• **WORK ITEM**:
From the data that follows, copy every line holding the string "bool".

• **RECORDS FOR THIS EXERCISE**:

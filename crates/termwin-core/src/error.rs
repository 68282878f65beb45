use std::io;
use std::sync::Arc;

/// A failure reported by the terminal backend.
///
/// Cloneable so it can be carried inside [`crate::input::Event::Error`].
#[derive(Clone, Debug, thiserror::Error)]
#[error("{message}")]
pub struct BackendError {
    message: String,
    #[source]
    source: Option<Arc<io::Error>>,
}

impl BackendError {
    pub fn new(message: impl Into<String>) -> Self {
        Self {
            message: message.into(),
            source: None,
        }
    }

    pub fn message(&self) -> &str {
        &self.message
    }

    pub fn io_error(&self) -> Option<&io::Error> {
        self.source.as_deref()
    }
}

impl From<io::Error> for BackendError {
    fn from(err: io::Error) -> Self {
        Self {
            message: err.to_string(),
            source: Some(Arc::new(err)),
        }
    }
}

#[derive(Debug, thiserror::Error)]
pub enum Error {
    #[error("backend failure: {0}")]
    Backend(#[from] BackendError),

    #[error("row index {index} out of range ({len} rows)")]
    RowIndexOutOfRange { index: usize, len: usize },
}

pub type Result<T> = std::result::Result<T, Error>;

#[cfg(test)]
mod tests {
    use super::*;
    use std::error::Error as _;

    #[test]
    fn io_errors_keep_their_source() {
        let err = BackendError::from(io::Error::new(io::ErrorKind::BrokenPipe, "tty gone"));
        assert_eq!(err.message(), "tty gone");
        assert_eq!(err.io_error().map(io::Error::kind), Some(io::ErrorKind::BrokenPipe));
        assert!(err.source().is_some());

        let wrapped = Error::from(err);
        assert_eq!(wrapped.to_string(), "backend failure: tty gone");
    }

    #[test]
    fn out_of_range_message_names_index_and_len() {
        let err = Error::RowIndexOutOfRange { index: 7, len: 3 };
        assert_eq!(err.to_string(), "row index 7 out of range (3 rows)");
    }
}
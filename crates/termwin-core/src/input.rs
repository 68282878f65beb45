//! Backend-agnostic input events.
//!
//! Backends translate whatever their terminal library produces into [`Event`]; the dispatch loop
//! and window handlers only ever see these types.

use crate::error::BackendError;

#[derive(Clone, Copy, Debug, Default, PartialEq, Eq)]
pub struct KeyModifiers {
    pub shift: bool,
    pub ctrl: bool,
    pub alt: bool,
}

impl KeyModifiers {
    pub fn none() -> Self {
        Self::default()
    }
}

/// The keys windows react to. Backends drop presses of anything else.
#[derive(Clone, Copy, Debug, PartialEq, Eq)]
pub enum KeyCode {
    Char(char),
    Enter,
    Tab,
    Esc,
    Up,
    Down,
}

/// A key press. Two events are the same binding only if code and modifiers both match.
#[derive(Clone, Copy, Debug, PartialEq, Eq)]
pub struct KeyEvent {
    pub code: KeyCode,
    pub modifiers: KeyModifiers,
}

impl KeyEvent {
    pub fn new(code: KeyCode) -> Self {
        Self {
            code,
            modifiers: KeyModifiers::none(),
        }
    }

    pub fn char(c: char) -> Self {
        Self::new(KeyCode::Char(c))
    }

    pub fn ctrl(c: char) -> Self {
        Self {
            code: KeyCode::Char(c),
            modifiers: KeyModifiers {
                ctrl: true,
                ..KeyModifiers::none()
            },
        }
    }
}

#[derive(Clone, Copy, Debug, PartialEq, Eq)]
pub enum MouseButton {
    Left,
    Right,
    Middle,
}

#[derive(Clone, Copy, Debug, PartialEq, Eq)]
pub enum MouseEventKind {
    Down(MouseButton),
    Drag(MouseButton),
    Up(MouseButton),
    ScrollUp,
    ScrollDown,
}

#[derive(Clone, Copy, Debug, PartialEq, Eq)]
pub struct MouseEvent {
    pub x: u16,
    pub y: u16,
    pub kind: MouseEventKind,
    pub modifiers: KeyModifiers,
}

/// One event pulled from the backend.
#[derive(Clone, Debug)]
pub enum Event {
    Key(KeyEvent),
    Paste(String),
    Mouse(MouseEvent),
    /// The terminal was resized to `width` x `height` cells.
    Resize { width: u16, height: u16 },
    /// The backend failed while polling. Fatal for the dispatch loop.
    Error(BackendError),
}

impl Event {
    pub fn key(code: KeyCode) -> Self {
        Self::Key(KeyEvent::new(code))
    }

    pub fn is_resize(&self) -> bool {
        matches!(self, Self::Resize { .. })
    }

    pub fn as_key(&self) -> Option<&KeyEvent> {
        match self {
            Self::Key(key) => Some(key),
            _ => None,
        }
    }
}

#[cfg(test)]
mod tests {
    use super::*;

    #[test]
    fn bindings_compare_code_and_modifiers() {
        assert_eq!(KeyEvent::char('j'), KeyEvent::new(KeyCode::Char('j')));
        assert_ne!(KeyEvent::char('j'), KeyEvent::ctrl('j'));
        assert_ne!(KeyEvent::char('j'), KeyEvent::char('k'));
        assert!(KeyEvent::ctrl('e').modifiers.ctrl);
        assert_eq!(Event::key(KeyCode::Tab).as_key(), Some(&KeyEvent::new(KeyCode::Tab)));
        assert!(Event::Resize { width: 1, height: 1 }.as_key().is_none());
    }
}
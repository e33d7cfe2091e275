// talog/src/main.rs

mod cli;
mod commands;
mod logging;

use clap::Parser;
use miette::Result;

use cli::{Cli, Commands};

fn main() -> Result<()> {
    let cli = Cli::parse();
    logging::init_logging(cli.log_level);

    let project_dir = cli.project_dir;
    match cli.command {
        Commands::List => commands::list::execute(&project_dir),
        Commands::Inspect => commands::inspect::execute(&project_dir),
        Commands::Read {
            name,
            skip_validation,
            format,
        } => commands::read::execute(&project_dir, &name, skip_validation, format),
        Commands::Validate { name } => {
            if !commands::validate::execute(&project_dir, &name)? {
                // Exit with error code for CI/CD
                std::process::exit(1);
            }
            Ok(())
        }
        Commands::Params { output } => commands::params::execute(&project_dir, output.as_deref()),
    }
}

• **RESULT OF THIS TASK**:
    pub shift: bool,
    pub ctrl: bool,
    pub alt: bool,
    pub fn is_resize(&self) -> bool {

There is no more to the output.